GIVEN ENTRIES

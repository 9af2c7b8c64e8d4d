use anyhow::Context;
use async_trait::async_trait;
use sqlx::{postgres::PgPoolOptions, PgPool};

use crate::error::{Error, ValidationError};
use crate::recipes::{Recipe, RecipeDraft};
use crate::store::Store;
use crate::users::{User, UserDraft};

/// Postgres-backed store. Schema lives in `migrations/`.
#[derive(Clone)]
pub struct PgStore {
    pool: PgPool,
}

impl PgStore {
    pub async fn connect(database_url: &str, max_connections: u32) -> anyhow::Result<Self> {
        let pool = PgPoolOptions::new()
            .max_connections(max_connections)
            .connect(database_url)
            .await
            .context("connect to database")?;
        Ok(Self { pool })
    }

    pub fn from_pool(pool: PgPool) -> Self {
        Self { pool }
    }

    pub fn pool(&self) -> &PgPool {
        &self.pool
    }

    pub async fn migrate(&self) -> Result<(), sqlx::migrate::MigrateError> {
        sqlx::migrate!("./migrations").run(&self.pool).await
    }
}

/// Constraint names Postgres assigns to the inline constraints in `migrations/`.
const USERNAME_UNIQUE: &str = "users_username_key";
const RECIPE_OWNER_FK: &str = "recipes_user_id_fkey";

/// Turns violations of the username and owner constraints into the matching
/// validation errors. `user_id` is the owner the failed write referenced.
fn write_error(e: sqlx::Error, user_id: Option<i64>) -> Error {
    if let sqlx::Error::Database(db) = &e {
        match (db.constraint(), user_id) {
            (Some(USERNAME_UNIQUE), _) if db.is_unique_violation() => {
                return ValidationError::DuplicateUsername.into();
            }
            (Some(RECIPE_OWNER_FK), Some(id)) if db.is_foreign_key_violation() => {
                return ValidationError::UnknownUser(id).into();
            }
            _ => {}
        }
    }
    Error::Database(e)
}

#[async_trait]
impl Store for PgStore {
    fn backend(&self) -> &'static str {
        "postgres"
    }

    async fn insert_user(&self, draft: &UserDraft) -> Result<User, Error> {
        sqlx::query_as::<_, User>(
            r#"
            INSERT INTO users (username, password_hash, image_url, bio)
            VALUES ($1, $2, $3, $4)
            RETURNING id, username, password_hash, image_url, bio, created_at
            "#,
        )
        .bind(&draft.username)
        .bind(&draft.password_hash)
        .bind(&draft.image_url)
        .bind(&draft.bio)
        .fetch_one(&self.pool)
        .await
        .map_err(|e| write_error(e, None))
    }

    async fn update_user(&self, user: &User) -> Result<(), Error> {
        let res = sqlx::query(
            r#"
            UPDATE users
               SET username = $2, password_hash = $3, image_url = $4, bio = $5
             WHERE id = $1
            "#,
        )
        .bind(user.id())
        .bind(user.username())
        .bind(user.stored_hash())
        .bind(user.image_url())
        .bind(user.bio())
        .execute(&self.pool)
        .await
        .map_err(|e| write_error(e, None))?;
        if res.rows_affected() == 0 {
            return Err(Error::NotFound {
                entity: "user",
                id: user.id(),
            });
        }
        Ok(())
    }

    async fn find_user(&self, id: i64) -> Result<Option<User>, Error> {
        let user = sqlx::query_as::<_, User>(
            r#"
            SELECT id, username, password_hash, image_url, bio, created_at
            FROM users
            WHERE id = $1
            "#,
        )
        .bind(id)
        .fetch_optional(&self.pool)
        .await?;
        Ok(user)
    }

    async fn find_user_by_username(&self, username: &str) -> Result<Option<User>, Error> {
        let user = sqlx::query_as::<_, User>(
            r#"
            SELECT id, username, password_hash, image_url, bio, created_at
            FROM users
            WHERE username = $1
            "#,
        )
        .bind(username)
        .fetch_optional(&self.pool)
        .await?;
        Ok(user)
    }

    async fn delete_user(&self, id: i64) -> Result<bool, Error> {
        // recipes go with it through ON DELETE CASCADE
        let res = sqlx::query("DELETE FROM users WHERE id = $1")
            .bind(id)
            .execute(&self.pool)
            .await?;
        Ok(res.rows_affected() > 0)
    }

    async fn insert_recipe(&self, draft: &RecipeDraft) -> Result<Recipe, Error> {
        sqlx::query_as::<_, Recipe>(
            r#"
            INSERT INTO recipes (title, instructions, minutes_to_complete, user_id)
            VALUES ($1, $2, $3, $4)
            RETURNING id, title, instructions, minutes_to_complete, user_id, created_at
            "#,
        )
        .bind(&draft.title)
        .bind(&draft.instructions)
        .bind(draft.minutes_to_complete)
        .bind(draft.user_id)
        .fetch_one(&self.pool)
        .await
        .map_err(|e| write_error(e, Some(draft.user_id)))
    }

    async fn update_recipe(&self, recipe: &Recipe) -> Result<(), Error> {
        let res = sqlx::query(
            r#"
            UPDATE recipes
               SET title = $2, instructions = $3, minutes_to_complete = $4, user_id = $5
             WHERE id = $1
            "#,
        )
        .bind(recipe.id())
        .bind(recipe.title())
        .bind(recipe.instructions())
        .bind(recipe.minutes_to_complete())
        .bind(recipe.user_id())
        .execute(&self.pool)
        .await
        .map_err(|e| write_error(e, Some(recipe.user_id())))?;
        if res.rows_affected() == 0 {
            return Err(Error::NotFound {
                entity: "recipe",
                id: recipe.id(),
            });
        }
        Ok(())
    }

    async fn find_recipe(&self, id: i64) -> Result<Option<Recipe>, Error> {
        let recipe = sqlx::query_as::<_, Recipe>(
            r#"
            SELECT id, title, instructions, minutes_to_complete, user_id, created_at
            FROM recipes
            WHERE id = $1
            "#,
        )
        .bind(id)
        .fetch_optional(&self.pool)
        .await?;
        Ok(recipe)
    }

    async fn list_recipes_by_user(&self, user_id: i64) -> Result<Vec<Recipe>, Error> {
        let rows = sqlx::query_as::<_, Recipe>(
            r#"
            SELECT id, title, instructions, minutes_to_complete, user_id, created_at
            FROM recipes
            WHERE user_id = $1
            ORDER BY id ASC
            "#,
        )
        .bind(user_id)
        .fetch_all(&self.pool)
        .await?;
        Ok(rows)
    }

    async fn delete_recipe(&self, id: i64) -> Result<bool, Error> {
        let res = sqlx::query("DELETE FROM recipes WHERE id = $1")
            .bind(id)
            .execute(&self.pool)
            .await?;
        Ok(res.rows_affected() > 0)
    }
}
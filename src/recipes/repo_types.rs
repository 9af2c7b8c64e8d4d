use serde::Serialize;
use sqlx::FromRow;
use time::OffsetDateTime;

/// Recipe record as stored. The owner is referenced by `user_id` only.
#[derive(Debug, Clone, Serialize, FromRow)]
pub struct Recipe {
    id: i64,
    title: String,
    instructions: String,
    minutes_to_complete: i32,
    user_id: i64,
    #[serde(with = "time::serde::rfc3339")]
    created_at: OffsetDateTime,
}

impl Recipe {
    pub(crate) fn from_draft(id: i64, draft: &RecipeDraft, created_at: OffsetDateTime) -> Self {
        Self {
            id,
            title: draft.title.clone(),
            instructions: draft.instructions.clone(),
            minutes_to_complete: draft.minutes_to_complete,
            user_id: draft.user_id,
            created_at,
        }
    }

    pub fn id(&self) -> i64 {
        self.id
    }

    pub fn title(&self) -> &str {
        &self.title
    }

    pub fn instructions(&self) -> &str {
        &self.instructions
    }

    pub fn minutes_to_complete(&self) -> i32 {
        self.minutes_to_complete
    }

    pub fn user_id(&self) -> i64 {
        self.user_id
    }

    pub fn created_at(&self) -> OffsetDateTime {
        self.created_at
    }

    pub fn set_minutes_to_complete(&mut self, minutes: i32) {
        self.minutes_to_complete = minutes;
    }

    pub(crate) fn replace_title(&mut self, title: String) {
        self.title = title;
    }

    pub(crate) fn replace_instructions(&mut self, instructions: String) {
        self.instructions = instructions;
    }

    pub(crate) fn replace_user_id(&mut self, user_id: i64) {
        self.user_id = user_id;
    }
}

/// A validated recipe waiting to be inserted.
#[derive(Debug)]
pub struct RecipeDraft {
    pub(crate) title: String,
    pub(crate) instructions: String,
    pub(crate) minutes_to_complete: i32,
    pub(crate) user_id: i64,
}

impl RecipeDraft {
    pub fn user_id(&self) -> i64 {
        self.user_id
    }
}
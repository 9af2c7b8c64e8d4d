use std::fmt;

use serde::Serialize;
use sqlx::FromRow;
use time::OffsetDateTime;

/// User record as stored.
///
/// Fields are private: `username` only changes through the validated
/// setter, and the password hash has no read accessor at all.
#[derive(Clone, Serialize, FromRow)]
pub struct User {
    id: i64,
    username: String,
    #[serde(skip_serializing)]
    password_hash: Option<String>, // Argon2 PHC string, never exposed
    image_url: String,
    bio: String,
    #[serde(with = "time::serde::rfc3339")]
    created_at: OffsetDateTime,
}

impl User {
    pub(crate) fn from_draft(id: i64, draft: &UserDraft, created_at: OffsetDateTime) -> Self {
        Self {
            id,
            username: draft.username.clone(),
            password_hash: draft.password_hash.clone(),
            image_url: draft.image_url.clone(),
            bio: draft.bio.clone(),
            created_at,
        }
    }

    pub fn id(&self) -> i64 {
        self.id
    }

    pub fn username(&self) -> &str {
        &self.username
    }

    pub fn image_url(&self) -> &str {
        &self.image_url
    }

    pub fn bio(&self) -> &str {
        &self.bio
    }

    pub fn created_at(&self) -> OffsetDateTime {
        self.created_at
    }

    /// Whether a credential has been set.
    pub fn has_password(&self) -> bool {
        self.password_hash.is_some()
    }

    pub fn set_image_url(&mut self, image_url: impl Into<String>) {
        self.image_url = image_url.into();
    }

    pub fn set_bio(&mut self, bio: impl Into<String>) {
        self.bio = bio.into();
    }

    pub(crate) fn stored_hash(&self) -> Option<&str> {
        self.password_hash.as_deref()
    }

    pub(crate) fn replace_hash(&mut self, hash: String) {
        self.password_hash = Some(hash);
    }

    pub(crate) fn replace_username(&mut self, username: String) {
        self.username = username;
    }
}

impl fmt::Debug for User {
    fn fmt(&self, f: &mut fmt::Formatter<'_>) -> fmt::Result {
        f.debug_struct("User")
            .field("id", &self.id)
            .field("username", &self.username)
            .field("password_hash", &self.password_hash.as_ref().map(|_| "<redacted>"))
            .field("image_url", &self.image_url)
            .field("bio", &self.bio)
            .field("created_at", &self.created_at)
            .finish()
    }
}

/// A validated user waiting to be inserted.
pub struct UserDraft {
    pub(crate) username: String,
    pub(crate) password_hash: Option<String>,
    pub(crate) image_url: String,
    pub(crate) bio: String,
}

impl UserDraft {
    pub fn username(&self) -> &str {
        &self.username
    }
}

EXERCISE PROMPT
Count up the lines in the entries above where the word "waiting" appears, and give the figure with nothing added.

TASK OUTPUT
2